Nous avons donc pris une corde. Le jeune homme avait le bout de la corde et moi j’ai avancé jusqu’à la fille. Il faisait sombre, froid et il y avait beaucoup de courant. Elle ne coopérait pas, elle ne voulait pas être sauvée.

« Je me suis dit qu’on allait tous les deux mourir. Puis, quelque chose, que je n’explique toujours pas aujourd’hui, a changé en moi. Je lui ai demandé de l’aide. Je me suis mis à pleurer en lui disant : Aide-moi, aide-moi. Je crois que ça lui a fait un choc de me voir dans cet état. Elle s’est rapprochée de moi et le jeune homme nous a tirés tous les deux pour nous sortir de l’eau. »

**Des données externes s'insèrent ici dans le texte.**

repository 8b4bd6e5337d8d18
//! Keyboard input mapping

pub mod handler;

pub use handler::{InputHandler, KeyAction};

À partir de là, la jeune adulte a changé d’attitude et sa vie a changé. Elle est d’ailleurs devenue bénévole. Mitch Bourbonnière a toujours de ses nouvelles et ils sont devenus de bons amis. 

Pour cette action, Mitch Bourbonnière a d’ailleurs reçu la médaille de bronze pour bravoure de la Canadian Humane Association.

| Toujours très actif

Désormais, Mitch Bourbonnière se concentre sur trois organismes pour lesquels il donne de son temps : la patrouille de Mama Bear Clan, Ogijiita Pimatiswin Kinamatwin (OPK) avec laquelle il marche sur Main Street pour agir auprès des gens qui vivent dans la rue et enfin le Downtown Community Safety Partnership Winnipeg (DCSP) qui travaille pour créer un centre-ville plus sûr et plus accueillant. « Ça me fait des semaines chargées, mais ça me va. J’ai ma routine, ça m’occupe et c’est ce que j’aime faire. Je me sens épanoui et ça me rend fier. »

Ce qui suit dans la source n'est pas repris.